- _Task prompt_: As soon as the line containing "pub(super) fn format_utc_time()" appears in the material below, start returning lines exactly, and end with the line containing "host's own header".

- _Information provided_:
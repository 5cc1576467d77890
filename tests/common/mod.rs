// Shared helpers for integration tests.
//
// Provides a temporary source tree plus temporary host install roots, and a
// one-call install over them, so each test can set up an isolated
// environment without repeating filesystem boilerplate.
//
// Used by all integration test binaries that declare `mod common;`.
#![allow(dead_code)]

use std::collections::BTreeMap;
use std::fs;
use std::path::{Path, PathBuf};
use std::sync::Arc;

use kitt_cli::config::Namespace;
use kitt_cli::install::Installer;
use kitt_cli::logging::Logger;
use kitt_cli::matrix::{HostId, HostTarget, Kind};
use kitt_cli::report::InstallReport;
use kitt_cli::store::ResourceStore;

/// An isolated canonical tree and home directory backed by a
/// [`tempfile::TempDir`], deleted when dropped.
pub struct Fixture {
    /// Temporary directory holding `src/` and `home/`.
    pub dir: tempfile::TempDir,
    /// How paths handed to the installer spell `dir`.
    base: PathBuf,
}

impl Fixture {
    /// Create an empty source tree with all three kind directories.
    pub fn new() -> Self {
        let dir = tempfile::tempdir().expect("create temp dir");
        let base = dir.path().to_path_buf();
        Self::with_dir(dir, base)
    }

    /// Like [`new`](Self::new), but created below the current directory and
    /// addressed by a relative path.
    pub fn new_relative() -> Self {
        let cwd = std::env::current_dir().expect("current dir");
        let dir = tempfile::tempdir_in(&cwd).expect("create temp dir");
        let base = dir
            .path()
            .strip_prefix(&cwd)
            .expect("temp dir below cwd")
            .to_path_buf();
        Self::with_dir(dir, base)
    }

    fn with_dir(dir: tempfile::TempDir, base: PathBuf) -> Self {
        for kind in Kind::ALL {
            fs::create_dir_all(base.join("src").join(kind.dir_name())).expect("create kind dir");
        }
        Self { dir, base }
    }

    /// Root of the canonical tree.
    pub fn source(&self) -> PathBuf {
        self.base.join("src")
    }

    /// Directory standing in for the user's home.
    pub fn home(&self) -> PathBuf {
        self.base.join("home")
    }

    /// Install root of `host`.
    pub fn root(&self, host: HostId) -> PathBuf {
        self.home().join(host.profile().home_subdir)
    }

    /// One target per host, rooted below [`home`](Self::home).
    pub fn targets(&self) -> Vec<HostTarget> {
        HostId::ALL
            .into_iter()
            .map(|id| HostTarget::new(id, self.root(id)))
            .collect()
    }

    /// Write `commands/<name>.md` or `agents/<name>.md` with `header` as
    /// frontmatter.
    pub fn write(&self, kind: Kind, name: &str, header: &str, body: &str) -> PathBuf {
        let path = match kind {
            Kind::Skill => {
                let dir = self.source().join("skills").join(name);
                fs::create_dir_all(&dir).expect("create skill dir");
                dir.join("SKILL.md")
            }
            Kind::Agent | Kind::Command => self
                .source()
                .join(kind.dir_name())
                .join(format!("{name}.md")),
        };
        fs::write(&path, format!("---\n{header}---\n{body}")).expect("write resource");
        path
    }

    /// Delete a resource from the canonical tree.
    pub fn remove(&self, kind: Kind, name: &str) {
        match kind {
            Kind::Skill => fs::remove_dir_all(self.source().join("skills").join(name))
                .expect("remove skill"),
            Kind::Agent | Kind::Command => fs::remove_file(
                self.source()
                    .join(kind.dir_name())
                    .join(format!("{name}.md")),
            )
            .expect("remove resource"),
        }
    }

    /// Load the tree and reconcile every host sequentially.
    pub fn install(&self, dry_run: bool) -> InstallReport {
        self.install_with(dry_run, false)
    }

    /// Load the tree and reconcile every host, optionally in parallel.
    pub fn install_with(&self, dry_run: bool, parallel: bool) -> InstallReport {
        let snapshot = ResourceStore::new(self.source(), Namespace::default())
            .load_all()
            .expect("load source tree");
        let log = Arc::new(Logger::new("test"));
        Installer::new(Namespace::default(), dry_run).install_all(
            &snapshot,
            &self.targets(),
            parallel,
            &log,
        )
    }

    /// Every entry below the home directory: file contents, or `-> target`
    /// for symlinks.  Directories appear only through their children.
    pub fn home_tree(&self) -> BTreeMap<PathBuf, String> {
        let mut tree = BTreeMap::new();
        walk(&self.home(), &self.home(), &mut tree);
        tree
    }
}

fn walk(base: &Path, dir: &Path, tree: &mut BTreeMap<PathBuf, String>) {
    let Ok(entries) = fs::read_dir(dir) else {
        return;
    };
    for entry in entries.flatten() {
        let path = entry.path();
        let rel = path.strip_prefix(base).expect("below base").to_path_buf();
        let meta = fs::symlink_metadata(&path).expect("stat entry");
        if meta.file_type().is_symlink() {
            let target = fs::read_link(&path).expect("read link");
            tree.insert(rel, format!("-> {}", target.display()));
        } else if meta.is_dir() {
            walk(base, &path, tree);
        } else {
            tree.insert(rel, fs::read_to_string(&path).expect("read file"));
        }
    }
}
//! Utility functions for log paths, ANSI stripping, and time formatting.
use std::fs;
use std::path::PathBuf;

/// Strip ANSI escape sequences from a string.
///
/// Handles SGR sequences (ending in `m`) and other CSI sequences (ending
/// in any letter in the `@`..`~` range).
pub(super) fn strip_ansi(s: &str) -> String {
    let mut out = String::with_capacity(s.len());
    let mut chars = s.chars();
    while let Some(c) = chars.next() {
        if c == '\x1b' {
            if let Some(next) = chars.next()
                && next == '['
            {
                for inner in chars.by_ref() {
                    if ('@'..='~').contains(&inner) {
                        break;
                    }
                }
            }
        } else {
            out.push(c);
        }
    }
    out
}

/// Return the `$XDG_CACHE_HOME/kitt/` directory, creating it if needed.
fn cache_dir() -> Option<PathBuf> {
    let base = std::env::var("XDG_CACHE_HOME").map_or_else(
        |_| {
            std::env::var("HOME")
                .or_else(|_| std::env::var("USERPROFILE"))
                .map_or_else(|_| PathBuf::from("."), PathBuf::from)
                .join(".cache")
        },
        PathBuf::from,
    );
    let dir = base.join("kitt");
    fs::create_dir_all(&dir).ok()?;
    Some(dir)
}

/// Return the log file path for `command` under the cache directory.
pub(super) fn log_file_path(command: &str) -> Option<PathBuf> {
    Some(cache_dir()?.join(format!("{command}.log")))
}

/// Format the current UTC time as `YYYY-MM-DD HH:MM:SS`.
pub(super) fn format_utc_datetime() -> String {
    chrono::Utc::now().format("%Y-%m-%d %H:%M:%S").to_string()
}

/// Format the current UTC time as `HH:MM:SS`.
pub(super) fn format_utc_time() -> String {
    chrono::Utc::now().format("%H:%M:%S").to_string()
}
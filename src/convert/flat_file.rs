//! Flat-file converter: a single markdown file with the host's own header
//! keys (`name`, `description`, `tools`) followed by the body.
use serde::Serialize;

use super::{Payload, Rendered, dropped_except};
use crate::store::Resource;

/// Attributes with a header key on the host.
const KEPT: &[&str] = &["description", "tools"];

/// Canonical tool names and their host equivalents.  Unlisted tools are
/// lowercased.
const TOOL_MAP: &[(&str, &str)] = &[
    ("Read", "read"),
    ("Write", "edit"),
    ("Edit", "edit"),
    ("Grep", "search"),
    ("Glob", "search"),
    ("Bash", "shell"),
    ("Task", "custom-agent"),
];

#[derive(Serialize)]
struct Header<'a> {
    name: &'a str,
    #[serde(skip_serializing_if = "Option::is_none")]
    description: Option<&'a str>,
    #[serde(skip_serializing_if = "Vec::is_empty")]
    tools: Vec<String>,
}

/// Translate one canonical tool name.
#[must_use]
pub fn map_tool(tool: &str) -> String {
    TOOL_MAP
        .iter()
        .find(|(from, _)| *from == tool)
        .map_or_else(|| tool.to_lowercase(), |(_, to)| (*to).to_string())
}

/// Render `resource` as a host markdown file.
///
/// # Errors
///
/// Returns the serializer's message if the header cannot be encoded.
pub fn render(resource: &Resource) -> Result<Rendered, String> {
    let mut tools: Vec<String> = resource.metadata.tools.iter().map(|t| map_tool(t)).collect();
    tools.sort_unstable();
    tools.dedup();

    let header = Header {
        name: &resource.name,
        description: resource.metadata.description.as_deref(),
        tools,
    };
    let yaml = serde_yaml::to_string(&header)
        .map_err(|e| format!("cannot encode header for {}: {e}", resource.name))?;
    let content = format!("---\n{}\n---\n\n{}", yaml.trim_end(), resource.body);

    Ok(Rendered {
        payload: Payload::File(content),
        dropped: dropped_except(resource, KEPT),
    })
}

#[cfg(test)]
#[allow(
    clippy::expect_used,
    clippy::unwrap_used,
    clippy::indexing_slicing,
    clippy::panic
)]
mod tests {
    use super::*;
    use crate::matrix::{Capability, Kind};
    use crate::store::frontmatter;
    use crate::store::test_helpers::resource;

    fn content(rendered: &Rendered) -> &str {
        match &rendered.payload {
            Payload::File(text) => text,
            Payload::Link(_) => panic!("expected file payload"),
        }
    }

    #[test]
    fn map_tool_translates_known_and_lowercases_rest() {
        assert_eq!(map_tool("Read"), "read");
        assert_eq!(map_tool("Write"), "edit");
        assert_eq!(map_tool("Glob"), "search");
        assert_eq!(map_tool("Task"), "custom-agent");
        assert_eq!(map_tool("WebFetch"), "webfetch");
    }

    #[test]
    fn header_then_blank_line_then_body() {
        let mut r = resource(Kind::Agent, "kitt-mentor", &[Capability::InvokeSubagent]);
        r.metadata.description = Some("Guides juniors".to_string());
        r.metadata.tools = ["Read", "Grep", "Glob", "Bash", "Edit", "Write"]
            .map(String::from)
            .to_vec();
        r.body = "# Mentor\n\nBe kind.\n".to_string();

        let rendered = render(&r).unwrap();
        let text = content(&rendered);
        assert!(text.starts_with("---\nname: kitt-mentor\n"));
        assert!(text.ends_with("\n---\n\n# Mentor\n\nBe kind.\n"));

        let (header, body) = frontmatter::split(text).unwrap();
        assert_eq!(body, r.body);
        let value: serde_yaml::Value = serde_yaml::from_str(header).unwrap();
        assert_eq!(value["description"], "Guides juniors");
        let tools: Vec<&str> = value["tools"]
            .as_sequence()
            .unwrap()
            .iter()
            .map(|t| t.as_str().unwrap())
            .collect();
        assert_eq!(tools, vec!["edit", "read", "search", "shell"]);
    }

    #[test]
    fn omits_empty_keys() {
        let r = resource(Kind::Agent, "kitt-bare", &[]);
        let rendered = render(&r).unwrap();
        let text = content(&rendered);
        assert!(!text.contains("tools"));
        assert!(!text.contains("description"));
        assert!(rendered.dropped.is_empty());
    }

    #[test]
    fn records_dropped_attributes() {
        let mut r = resource(Kind::Agent, "kitt-mentor", &[]);
        r.metadata.display_name = Some("Mentor".to_string());
        r.metadata
            .extra
            .insert("model".to_string(), serde_yaml::Value::from("sonnet"));
        r.metadata.tools = vec!["Read".to_string()];

        let rendered = render(&r).unwrap();
        assert_eq!(rendered.dropped, vec!["display-name", "model"]);
    }
}
#[test]
fn parallel_and_sequential_runs_agree() {
    let a = Fixture::new();
    let b = Fixture::new();
    for fx in [&a, &b] {
        fx.write(Kind::Command, "kitt-debug", DEBUG_HEADER, "Find the bug.\n");
        fx.write(Kind::Command, "kitt-plan", "", "Plan it.\n");
        fx.write(Kind::Agent, "kitt-reviewer", "description: Reviews\n", "Review.\n");
    }

    let sequential = a.install_with(false, false);
    let parallel = b.install_with(false, true);

    let strip = |r: &kitt_cli::report::InstallReport| -> Vec<(HostId, String)> {
        r.hosts.iter().map(|h| (h.host, h.summary())).collect()
    };
    assert_eq!(strip(&sequential), strip(&parallel));

    // Converted files are byte-identical; only symlink targets differ by root.
    let files = |fx: &Fixture| {
        fx.home_tree()
            .into_iter()
            .filter(|(_, v)| !v.starts_with("-> "))
            .collect::<Vec<_>>()
    };
    assert_eq!(files(&a), files(&b));
}

// ---------------------------------------------------------------------------
// Host output
// ---------------------------------------------------------------------------

#[test]
fn command_lands_on_claude_and_gemini_only() {
    let fx = Fixture::new();
    let source = fx.write(Kind::Command, "kitt-debug", DEBUG_HEADER, "Find the bug.\n");
    let report = fx.install(false);

    let claude = fx.root(HostId::Claude).join("commands/kitt-debug.md");
    assert_eq!(
        fs::read_link(&claude).unwrap(),
        dunce::canonicalize(&source).unwrap()
    );

    let gemini = fs::read_to_string(fx.root(HostId::Gemini).join("commands/kitt-debug.toml"))
        .unwrap();
    let parsed: toml::Value = toml::from_str(&gemini).unwrap();
    assert_eq!(parsed["description"].as_str(), Some("Find the root cause"));
    assert_eq!(parsed["prompt"].as_str(), Some("Find the bug.\n"));

    assert_eq!(
        outcome(&report, HostId::Copilot, "kitt-debug"),
        &Outcome::Skipped {
            reason: "unsupported-kind: command".to_string()
        }
    );
    assert!(!fx.root(HostId::Copilot).join("commands").exists());
}

#[test]
fn gemini_reports_dropped_tools() {
    let fx = Fixture::new();
    fx.write(Kind::Command, "kitt-debug", DEBUG_HEADER, "Find the bug.\n");
    let report = fx.install(false);

    let Outcome::Installed { dropped, .. } = outcome(&report, HostId::Gemini, "kitt-debug") else {
        panic!("expected installed");
    };
    assert_eq!(dropped, &vec!["tools".to_string()]);
}

#[test]
fn copilot_agent_has_mapped_tools_and_verbatim_body() {
    let fx = Fixture::new();
    fx.write(
        Kind::Agent,
        "kitt-reviewer",
        "description: Reviews diffs\ntools: [Read, Grep, Glob, Bash]\n",
        "Review the diff.\n\nBe terse.\n",
    );
    fx.install(false);

    let content =
        fs::read_to_string(fx.root(HostId::Copilot).join("agents/kitt-reviewer.agent.md"))
            .unwrap();
    assert!(content.starts_with("---\nname: kitt-reviewer\ndescription: Reviews diffs\n"));
    assert!(content.contains("- read\n- search\n- shell\n"));
    assert!(content.ends_with("---\n\nReview the diff.\n\nBe terse.\n"));
}

// ---------------------------------------------------------------------------
// Skills
// ---------------------------------------------------------------------------

#[test]
fn skill_installs_on_claude_and_is_skipped_elsewhere() {
    let fx = Fixture::new();
    fx.write(Kind::Skill, "kitt-demo", "description: Demo skill\n", "Demo.\n");
    let report = fx.install(false);

    let link = fx.root(HostId::Claude).join("skills/kitt-demo");
    assert_eq!(
        fs::read_link(&link).unwrap(),
        dunce::canonicalize(fx.source().join("skills/kitt-demo")).unwrap()
    );
    assert!(link.join("SKILL.md").is_file());

    for host in [HostId::Gemini, HostId::Copilot] {
        assert_eq!(
            outcome(&report, host, "kitt-demo"),
            &Outcome::Skipped {
                reason: "unsupported-kind: skill".to_string()
            }
        );
        assert!(!fx.root(host).join("skills").exists());
    }
    assert!(!report.has_failures());
}

#[test]
fn renamed_skill_replaces_the_old_link() {
    let fx = Fixture::new();
    fx.write(Kind::Skill, "kitt-demo", "", "Demo.\n");
    fx.install(false);

    fx.remove(Kind::Skill, "kitt-demo");
    fx.write(Kind::Skill, "kitt-demo2", "", "Demo.\n");
    let report = fx.install(false);

    let skills = fx.root(HostId::Claude).join("skills");
    assert!(fs::symlink_metadata(skills.join("kitt-demo")).is_err());
    assert!(skills.join("kitt-demo2").join("SKILL.md").is_file());
    assert_eq!(
        report.host(HostId::Claude).unwrap().removed,
        vec![skills.join("kitt-demo")]
    );
    // Removing a link never touches the canonical tree.
    assert!(fx.source().join("skills/kitt-demo2/SKILL.md").is_file());
}

// ---------------------------------------------------------------------------
// Capability filtering
// ---------------------------------------------------------------------------

#[test]
fn missing_capability_skips_only_that_host() {
    let fx = Fixture::new();
    fx.write(
        Kind::Agent,
        "kitt-hooks",
        "required-capabilities: [manage-hooks]\n",
        "Edit hooks.\n",
    );
    let report = fx.install(false);

    assert!(matches!(
        outcome(&report, HostId::Claude, "kitt-hooks"),
        Outcome::Installed { changed: true, .. }
    ));
    assert_eq!(
        outcome(&report, HostId::Copilot, "kitt-hooks"),
        &Outcome::Skipped {
            reason: "unsupported-capability: manage-hooks".to_string()
        }
    );
    assert!(
        !fx.root(HostId::Copilot)
            .join("agents/kitt-hooks.agent.md")
            .exists()
    );
}
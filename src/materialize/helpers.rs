//! File-system helpers shared by the artifact primitives and the installer.
use anyhow::{Context as _, Result};
use sha2::{Digest, Sha256};
use std::fmt::Write as _;
use std::path::{Path, PathBuf};

/// Ensure the parent directory of `path` exists, creating it (and any
/// ancestors) if necessary.
///
/// # Errors
///
/// Returns an error if the directory cannot be created.
pub fn ensure_parent_dir(path: &Path) -> Result<()> {
    if let Some(parent) = path.parent() {
        std::fs::create_dir_all(parent)
            .with_context(|| format!("create parent: {}", parent.display()))?;
    }
    Ok(())
}

/// Whether anything (including a broken symlink) exists at `path`.
#[must_use]
pub fn entry_exists(path: &Path) -> bool {
    path.symlink_metadata().is_ok()
}

/// Remove whatever is at `path`: a file, a symlink (to a file or directory),
/// or a real directory tree.  Does nothing if `path` does not exist.
///
/// Callers are responsible for only passing namespaced paths.
///
/// # Errors
///
/// Returns an error if the entry exists but cannot be removed.
pub fn remove_entry(path: &Path) -> Result<()> {
    let Ok(meta) = std::fs::symlink_metadata(path) else {
        return Ok(());
    };
    if meta.is_symlink() {
        if is_dir_like(&meta) {
            std::fs::remove_dir(path)
                .with_context(|| format!("removing directory link: {}", path.display()))?;
        } else {
            std::fs::remove_file(path)
                .with_context(|| format!("removing link: {}", path.display()))?;
        }
    } else if meta.is_dir() {
        std::fs::remove_dir_all(path)
            .with_context(|| format!("removing directory: {}", path.display()))?;
    } else {
        std::fs::remove_file(path).with_context(|| format!("removing file: {}", path.display()))?;
    }
    Ok(())
}

/// Check if metadata represents a directory-like entry.
/// On Windows, `symlink_metadata().is_dir()` returns `false` for directory symlinks,
/// so we check the raw `FILE_ATTRIBUTE_DIRECTORY` bit instead.
fn is_dir_like(meta: &std::fs::Metadata) -> bool {
    #[cfg(windows)]
    {
        use std::os::windows::fs::MetadataExt;
        meta.file_attributes() & 0x10 != 0 // FILE_ATTRIBUTE_DIRECTORY
    }
    #[cfg(not(windows))]
    {
        meta.is_dir()
    }
}

/// Lowercase hex SHA-256 of `data`.
#[must_use]
pub fn sha256_hex(data: &[u8]) -> String {
    let digest = Sha256::digest(data);
    let mut hex = String::with_capacity(digest.len() * 2);
    for b in digest {
        let _ = write!(hex, "{b:02x}");
    }
    hex
}

/// Compare two paths for equality, handling UNC prefix normalization on Windows.
#[must_use]
pub fn paths_equal(a: &Path, b: &Path) -> bool {
    let normalize = |p: &Path| -> PathBuf {
        #[cfg(windows)]
        {
            let s = p.to_string_lossy();
            if let Some(stripped) = s.strip_prefix(r"\\?\") {
                return PathBuf::from(stripped);
            }
        }
        p.to_path_buf()
    };

    normalize(a) == normalize(b)
}
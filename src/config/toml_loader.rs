//! TOML configuration file parsing.
use anyhow::{Context, Result};
use serde::de::DeserializeOwned;
use std::path::Path;

/// Load a TOML file into `T`.
///
/// A missing file is not an error: it deserializes from empty input, so `T`
/// must tolerate every field being absent (e.g. `#[serde(default)]`).
///
/// # Errors
///
/// Returns an error if the file cannot be read or parsed.
pub fn load_config<T: DeserializeOwned>(path: &Path) -> Result<T> {
    if !path.exists() {
        // Return empty config for missing files by deserializing empty TOML
        return toml::from_str("").context("Failed to create empty config");
    }

    let content = std::fs::read_to_string(path)
        .with_context(|| format!("Failed to read config file: {}", path.display()))?;

    toml::from_str(&content)
        .with_context(|| format!("Failed to parse TOML config: {}", path.display()))
}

- _Your solution_:
pub(super) fn format_utc_time() -> String {
    chrono::Utc::now().format("%H:%M:%S").to_string()
}
filename src/convert/flat_file.rs
//! Flat-file converter: a single markdown file with the host's own header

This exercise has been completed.